=== Task brief ===
This task calls for copying every line in the data below that contains the word "history".

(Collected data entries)
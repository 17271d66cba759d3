//! `punch in`, `punch out` and `punch entry`.

use std::io::Write;

use anyhow::Result;
use clap::Args;

use punch_core::{Clock, EntryOptions, Outcome, PunchOptions, Timestamp};
use punch_store::LedgerStore;

use super::Session;
use super::util::parse_datetime;

#[derive(Debug, Args)]
pub struct InArgs {
    /// Project to punch in to.
    pub project: String,
    /// When work started (default: now).
    #[arg(long, visible_alias = "at", value_parser = parse_datetime)]
    pub time: Option<Timestamp>,
    /// Message to log at punch-in.
    #[arg(short, long)]
    pub message: Option<String>,
}

#[derive(Debug, Args)]
pub struct OutArgs {
    /// Project to punch out of (default: every project that is in).
    pub project: Option<String>,
    /// When work stopped (default: now).
    #[arg(long, visible_alias = "at", value_parser = parse_datetime)]
    pub time: Option<Timestamp>,
    /// Message to log before punching out.
    #[arg(short, long)]
    pub message: Option<String>,
}

#[derive(Debug, Args)]
pub struct EntryArgs {
    /// Project to record time against.
    pub project: String,
    /// When work started.
    #[arg(long, value_parser = parse_datetime)]
    pub from: Timestamp,
    /// When work stopped.
    #[arg(long, value_parser = parse_datetime)]
    pub to: Timestamp,
    /// Message to log at the start of the interval.
    #[arg(short, long)]
    pub message: Option<String>,
}

pub fn run_in<W: Write, S: LedgerStore, C: Clock>(
    writer: &mut W,
    session: &mut Session<'_, S, C>,
    args: &InArgs,
) -> Result<()> {
    let options = PunchOptions {
        time: args.time,
        message: args.message.clone(),
    };
    let outcome = session.ledger.punch_in(&args.project, options)?;
    if session.commit(outcome)? != Outcome::Applied {
        writeln!(writer, "Already punched in to '{}'", args.project)?;
    }
    Ok(())
}

pub fn run_out<W: Write, S: LedgerStore, C: Clock>(
    writer: &mut W,
    session: &mut Session<'_, S, C>,
    args: &OutArgs,
) -> Result<()> {
    let options = PunchOptions {
        time: args.time,
        message: args.message.clone(),
    };
    let outcome = session.ledger.punch_out(args.project.as_deref(), options)?;
    if session.commit(outcome)? != Outcome::Applied {
        match &args.project {
            Some(project) => writeln!(writer, "Already punched out of '{project}'")?,
            None => writeln!(writer, "Already punched out of all projects")?,
        }
    }
    Ok(())
}

pub fn run_entry<W: Write, S: LedgerStore, C: Clock>(
    writer: &mut W,
    session: &mut Session<'_, S, C>,
    args: &EntryArgs,
) -> Result<()> {
    let options = EntryOptions {
        from: Some(args.from),
        to: Some(args.to),
        message: args.message.clone(),
    };
    let outcome = session.ledger.entry(&args.project, options)?;
    if session.commit(outcome)? != Outcome::Applied {
        writeln!(writer, "Already punched in to '{}'", args.project)?;
    }
    Ok(())
}
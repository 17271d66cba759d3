//! Command-line argument definitions.

use std::path::PathBuf;

use clap::{Parser, Subcommand};

use crate::commands::{age, delete, list, log, punch, status, summary, total};

/// Punch clock.
///
/// Records when you start and stop working on a project and reports how
/// the time was spent. Sub-projects are named `parent/child`.
#[derive(Debug, Parser)]
#[command(name = "punch", version, about, long_about = None)]
pub struct Cli {
    /// Enable verbose output.
    #[arg(short, long, global = true)]
    pub verbose: bool,

    /// Path to config file.
    #[arg(short, long, global = true)]
    pub config: Option<PathBuf>,

    #[command(subcommand)]
    pub command: Option<Commands>,
}

/// Available subcommands.
#[derive(Debug, Subcommand)]
pub enum Commands {
    /// Show whether projects are punched in.
    Status(status::StatusArgs),

    /// Punch in to a project.
    In(punch::InArgs),

    /// Punch out of a project, or of everything.
    Out(punch::OutArgs),

    /// Record a finished interval.
    #[command(alias = "clock")]
    Entry(punch::EntryArgs),

    /// Log a message against the active entry.
    Log(log::LogArgs),

    /// Delete a project and its history.
    Delete(delete::DeleteArgs),

    /// List entries.
    List(list::ListArgs),

    /// Show time spent.
    Total(total::TotalArgs),

    /// Break a project's time down by logged message.
    Summary(summary::SummaryArgs),

    /// Move old history into an archive slot.
    Age(age::AgeArgs),
}
//! Clock-style rendering of elapsed seconds.

use std::fmt;

use serde::Serialize;

/// Formats seconds as `H:MM:SS`, dropping the hour when it is zero.
///
/// Negative input renders as `00:00`.
pub fn format_elapsed(seconds: i64) -> String {
    let seconds = seconds.max(0);
    let (minutes, secs) = (seconds / 60, seconds % 60);
    let (hours, minutes) = (minutes / 60, minutes % 60);

    if hours == 0 {
        format!("{minutes:02}:{secs:02}")
    } else {
        format!("{hours}:{minutes:02}:{secs:02}")
    }
}

/// An elapsed duration, either raw or already formatted.
#[derive(Debug, Clone, PartialEq, Eq, Serialize)]
#[serde(untagged)]
pub enum Elapsed {
    /// Whole seconds.
    Seconds(i64),
    /// Output of [`format_elapsed`].
    Clock(String),
}

impl Elapsed {
    /// Wraps `seconds`, formatting it when `format` is set.
    pub fn new(seconds: i64, format: bool) -> Self {
        if format {
            Self::Clock(format_elapsed(seconds))
        } else {
            Self::Seconds(seconds)
        }
    }
}

impl fmt::Display for Elapsed {
    fn fmt(&self, f: &mut fmt::Formatter<'_>) -> fmt::Result {
        match self {
            Self::Seconds(s) => write!(f, "{s}"),
            Self::Clock(c) => f.write_str(c),
        }
    }
}
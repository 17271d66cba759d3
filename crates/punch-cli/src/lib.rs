//! Punch clock CLI library.
//!
//! This crate provides the command-line front end for the punch clock.

mod cli;
pub mod commands;
mod config;

pub use cli::{Cli, Commands};
pub use config::Config;
//! Shared utilities for CLI commands.

use std::sync::LazyLock;

use anyhow::Context;
use chrono::{DateTime, Duration, Local, NaiveDate, NaiveDateTime, NaiveTime, SubsecRound, TimeZone};
use regex::Regex;

use punch_core::Timestamp;

/// Pre-compiled regex for relative time parsing.
static RELATIVE_TIME_RE: LazyLock<Regex> =
    LazyLock::new(|| Regex::new(r"^(\d+)\s+(minute|hour|day|week)s?\s+ago$").unwrap());

/// Conservative bounds for relative time parsing (~1000 years in minutes).
const MAX_RELATIVE_MINUTES: i64 = 1000 * 365 * 24 * 60;

/// Local date-time layouts accepted besides RFC 3339.
const LOCAL_FORMATS: [&str; 4] = [
    "%Y-%m-%d %H:%M:%S",
    "%Y-%m-%d %H:%M",
    "%Y-%m-%dT%H:%M:%S",
    "%Y-%m-%dT%H:%M",
];

/// Parse a time argument.
///
/// Supports:
/// - RFC 3339: "2008-08-23T15:39:00-05:00"
/// - Local time: "2008-08-23 15:39", "2008-08-23 15:39:10"
/// - Local date (midnight): "2008-08-23"
/// - Relative: "2 hours ago", "30 minutes ago", "1 day ago", "1 week ago"
pub fn parse_datetime(s: &str) -> anyhow::Result<Timestamp> {
    let s = s.trim();
    if let Ok(dt) = DateTime::parse_from_rfc3339(s) {
        return Ok(dt.trunc_subsecs(0));
    }

    for format in LOCAL_FORMATS {
        if let Ok(naive) = NaiveDateTime::parse_from_str(s, format) {
            return local(naive);
        }
    }

    if let Ok(date) = NaiveDate::parse_from_str(s, "%Y-%m-%d") {
        return local(date.and_time(NaiveTime::MIN));
    }

    let Some(caps) = RELATIVE_TIME_RE.captures(s) else {
        anyhow::bail!(
            "Invalid time: {s}. Use RFC 3339 (e.g., 2008-08-23T15:39:00-05:00), local time (e.g., '2008-08-23 15:39') or relative (e.g., '2 hours ago')"
        );
    };

    let n: i64 = caps[1]
        .parse()
        .context("failed to parse number in relative time")?;

    let (max_for_unit, minutes_per_unit) = match &caps[2] {
        "minute" => (MAX_RELATIVE_MINUTES, 1),
        "hour" => (MAX_RELATIVE_MINUTES / 60, 60),
        "day" => (MAX_RELATIVE_MINUTES / (60 * 24), 60 * 24),
        "week" => (MAX_RELATIVE_MINUTES / (60 * 24 * 7), 60 * 24 * 7),
        unit => anyhow::bail!("Unknown time unit: {unit}"),
    };

    if n > max_for_unit {
        anyhow::bail!("Relative time value too large: {n} {}", &caps[2]);
    }

    let duration = Duration::minutes(n * minutes_per_unit);
    Ok((Local::now() - duration).fixed_offset().trunc_subsecs(0))
}

/// Parse a calendar day: "YYYY-MM-DD", "today" or "yesterday".
pub fn parse_day(s: &str) -> anyhow::Result<NaiveDate> {
    let today = Local::now().date_naive();
    match s.trim() {
        "today" => Ok(today),
        "yesterday" => Ok(today - Duration::days(1)),
        other => NaiveDate::parse_from_str(other, "%Y-%m-%d")
            .with_context(|| format!("Invalid day: {other}. Use YYYY-MM-DD, 'today' or 'yesterday'")),
    }
}

/// Interprets a wall-clock time in the local timezone.
///
/// Ambiguous times (DST fall-back) resolve to the earlier instant.
fn local(naive: NaiveDateTime) -> anyhow::Result<Timestamp> {
    Local
        .from_local_datetime(&naive)
        .earliest()
        .map(|dt| dt.fixed_offset())
        .with_context(|| format!("{naive} does not exist in the local timezone"))
}
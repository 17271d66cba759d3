//! Core domain logic for the punch clock.
//!
//! This crate contains the fundamental types and logic for:
//! - Entries: punch-in/punch-out intervals with their message logs
//! - The ledger: status, punching, logging, listing, totals and summaries
//! - Aging: moving old history into `<project>_old/<N>` archive slots
//!
//! Persistence and presentation live in other crates; everything here is a
//! pure computation over an in-memory [`LedgerData`] snapshot.

mod archive;
pub mod clock;
pub mod elapsed;
pub mod entry;
pub mod error;
pub mod ledger;
pub mod options;
mod query;
pub mod types;

pub use clock::{Clock, FixedClock, SystemClock, Timestamp};
pub use elapsed::{Elapsed, format_elapsed};
pub use entry::{LogLine, PUNCH_IN, PUNCH_OUT, TimeEntry};
pub use error::LedgerError;
pub use ledger::{LedgerData, Project, ProjectLedger};
pub use options::{EntryOptions, LogOptions, PunchOptions, RangeOptions, ReportOptions, StatusOptions};
pub use query::{Listing, UNSPECIFIED};
pub use types::{Outcome, ProjectName, Status, StatusReport, StatusValue, Statuses, ValidationError};
//! Aging: moving a project's history into `<project>_old/<N>` slots.

use tracing::debug;

use crate::clock::Clock;
use crate::entry::TimeEntry;
use crate::error::LedgerError;
use crate::ledger::ProjectLedger;
use crate::options::RangeOptions;
use crate::types::{Outcome, ProjectName};

impl<C: Clock> ProjectLedger<C> {
    /// Moves old entries of `project` into its archive slot.
    ///
    /// Without `before`, the whole history moves and the live project is
    /// removed. With `before`, only entries punched out before it move;
    /// active entries always stay. An occupied slot is aged first, so
    /// `work_old/1` shifts to `work_old/2` and nothing is overwritten.
    /// Aging an archive slot renames it to the next slot number.
    pub fn age(&mut self, project: &str, range: &RangeOptions) -> Result<Outcome, LedgerError> {
        if range.after.is_some() || range.on.is_some() {
            return Err(LedgerError::AfterNotAllowed);
        }
        let name = ProjectName::new(project)?;
        let Some(entries) = self.data.get(name.as_str()) else {
            return Ok(Outcome::NotFound);
        };

        let (archived, kept): (Vec<TimeEntry>, Vec<TimeEntry>) = match range.before {
            Some(before) => entries
                .iter()
                .cloned()
                .partition(|entry| entry.punched_out.is_some_and(|out| out < before)),
            None => (entries.clone(), Vec::new()),
        };
        if archived.is_empty() {
            debug!(project, "nothing old enough to age");
            return Ok(Outcome::Unchanged);
        }

        let slot = name.archive_slot();
        if self.data.contains_key(slot.as_str()) {
            self.age(slot.as_str(), &RangeOptions::default())?;
        }

        debug!(project, slot = %slot, moved = archived.len(), "aged");
        self.data.insert(slot.into(), archived);
        if kept.is_empty() {
            self.data.shift_remove(name.as_str());
        } else {
            self.data.insert(name.into(), kept);
        }
        Ok(Outcome::Applied)
    }
}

=== Answer section ===
    /// Delete a project and its history.
    /// Move old history into an archive slot.
//! - Aging: moving old history into `<project>_old/<N>` archive slots
//! Aging: moving a project's history into `<project>_old/<N>` slots.
    /// Without `before`, the whole history moves and the live project is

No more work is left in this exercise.